◆ **Exercise directions**:
From the records below, state how many lines hold the string "async", without any other text.

◆ **Given entries**:
======

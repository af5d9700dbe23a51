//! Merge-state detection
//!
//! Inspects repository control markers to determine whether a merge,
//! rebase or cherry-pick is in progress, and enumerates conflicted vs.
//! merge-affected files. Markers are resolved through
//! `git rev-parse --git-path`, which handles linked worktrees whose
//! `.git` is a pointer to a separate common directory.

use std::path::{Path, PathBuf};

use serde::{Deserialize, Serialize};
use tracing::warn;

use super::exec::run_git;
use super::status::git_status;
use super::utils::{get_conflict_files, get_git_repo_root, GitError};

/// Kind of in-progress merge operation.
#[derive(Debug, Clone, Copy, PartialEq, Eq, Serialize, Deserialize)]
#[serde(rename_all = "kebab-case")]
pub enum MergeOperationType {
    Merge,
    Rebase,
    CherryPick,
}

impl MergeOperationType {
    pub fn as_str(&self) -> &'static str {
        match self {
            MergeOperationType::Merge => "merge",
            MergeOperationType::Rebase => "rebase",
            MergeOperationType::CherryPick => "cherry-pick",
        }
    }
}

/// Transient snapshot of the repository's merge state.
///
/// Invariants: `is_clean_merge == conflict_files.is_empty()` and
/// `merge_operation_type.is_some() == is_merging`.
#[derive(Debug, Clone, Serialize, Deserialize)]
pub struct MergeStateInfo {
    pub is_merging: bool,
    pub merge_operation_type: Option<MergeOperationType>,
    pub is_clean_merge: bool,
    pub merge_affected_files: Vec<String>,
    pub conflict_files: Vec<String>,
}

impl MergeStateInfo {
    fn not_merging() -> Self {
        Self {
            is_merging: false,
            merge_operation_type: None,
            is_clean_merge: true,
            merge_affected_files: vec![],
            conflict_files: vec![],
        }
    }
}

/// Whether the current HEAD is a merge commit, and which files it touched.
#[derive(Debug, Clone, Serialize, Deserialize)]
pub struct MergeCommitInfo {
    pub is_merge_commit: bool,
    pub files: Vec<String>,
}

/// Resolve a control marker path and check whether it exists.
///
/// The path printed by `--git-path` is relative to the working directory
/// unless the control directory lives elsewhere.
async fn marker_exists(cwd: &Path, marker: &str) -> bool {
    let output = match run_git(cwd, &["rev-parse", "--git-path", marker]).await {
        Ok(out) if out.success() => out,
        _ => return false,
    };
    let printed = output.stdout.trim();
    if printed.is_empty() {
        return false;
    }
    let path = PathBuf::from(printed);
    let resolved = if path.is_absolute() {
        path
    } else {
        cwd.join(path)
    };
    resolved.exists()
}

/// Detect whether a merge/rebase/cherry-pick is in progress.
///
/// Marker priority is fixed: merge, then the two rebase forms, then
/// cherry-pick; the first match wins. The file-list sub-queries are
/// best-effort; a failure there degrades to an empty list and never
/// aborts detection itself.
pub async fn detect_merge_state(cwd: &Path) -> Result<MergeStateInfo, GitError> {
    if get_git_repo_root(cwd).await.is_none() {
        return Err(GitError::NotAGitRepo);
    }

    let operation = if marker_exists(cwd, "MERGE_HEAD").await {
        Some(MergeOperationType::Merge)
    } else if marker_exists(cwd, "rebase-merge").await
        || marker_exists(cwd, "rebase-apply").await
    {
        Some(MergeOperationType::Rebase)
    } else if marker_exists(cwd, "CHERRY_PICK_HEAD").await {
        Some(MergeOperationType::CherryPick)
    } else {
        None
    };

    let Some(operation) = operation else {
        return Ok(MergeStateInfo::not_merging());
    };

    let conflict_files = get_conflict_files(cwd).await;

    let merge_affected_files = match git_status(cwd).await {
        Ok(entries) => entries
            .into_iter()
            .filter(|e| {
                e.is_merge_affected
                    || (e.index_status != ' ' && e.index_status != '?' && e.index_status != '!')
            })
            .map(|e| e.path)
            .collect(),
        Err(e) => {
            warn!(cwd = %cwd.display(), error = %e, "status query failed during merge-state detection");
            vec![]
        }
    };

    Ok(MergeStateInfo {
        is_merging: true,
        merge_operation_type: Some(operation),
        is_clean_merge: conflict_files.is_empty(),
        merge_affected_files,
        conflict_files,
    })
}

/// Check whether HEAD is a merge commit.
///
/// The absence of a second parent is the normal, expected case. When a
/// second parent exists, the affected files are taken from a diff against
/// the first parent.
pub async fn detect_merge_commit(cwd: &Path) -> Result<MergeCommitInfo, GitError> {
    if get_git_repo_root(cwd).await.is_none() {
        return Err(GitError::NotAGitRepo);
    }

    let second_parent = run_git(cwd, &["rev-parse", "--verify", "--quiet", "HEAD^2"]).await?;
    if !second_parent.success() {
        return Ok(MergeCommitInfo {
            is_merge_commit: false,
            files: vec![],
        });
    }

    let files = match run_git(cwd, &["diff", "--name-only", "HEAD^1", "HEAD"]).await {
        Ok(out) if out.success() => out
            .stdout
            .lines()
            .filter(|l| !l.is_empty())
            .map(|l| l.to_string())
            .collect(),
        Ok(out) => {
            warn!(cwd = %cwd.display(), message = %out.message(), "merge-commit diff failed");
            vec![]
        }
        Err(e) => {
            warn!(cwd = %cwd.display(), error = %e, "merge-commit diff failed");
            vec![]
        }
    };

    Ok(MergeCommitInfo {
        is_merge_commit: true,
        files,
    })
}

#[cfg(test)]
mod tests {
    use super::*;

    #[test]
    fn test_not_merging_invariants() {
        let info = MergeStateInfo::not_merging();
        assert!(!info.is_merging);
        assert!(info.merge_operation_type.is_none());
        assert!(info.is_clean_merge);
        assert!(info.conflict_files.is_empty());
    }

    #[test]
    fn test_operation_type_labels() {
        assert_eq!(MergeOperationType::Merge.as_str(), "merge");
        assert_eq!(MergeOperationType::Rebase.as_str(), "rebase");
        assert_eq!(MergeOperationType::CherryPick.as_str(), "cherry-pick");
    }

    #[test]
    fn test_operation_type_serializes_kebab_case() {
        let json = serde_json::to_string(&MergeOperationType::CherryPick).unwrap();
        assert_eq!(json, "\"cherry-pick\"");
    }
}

======

◆ **Output of the exercise**:
3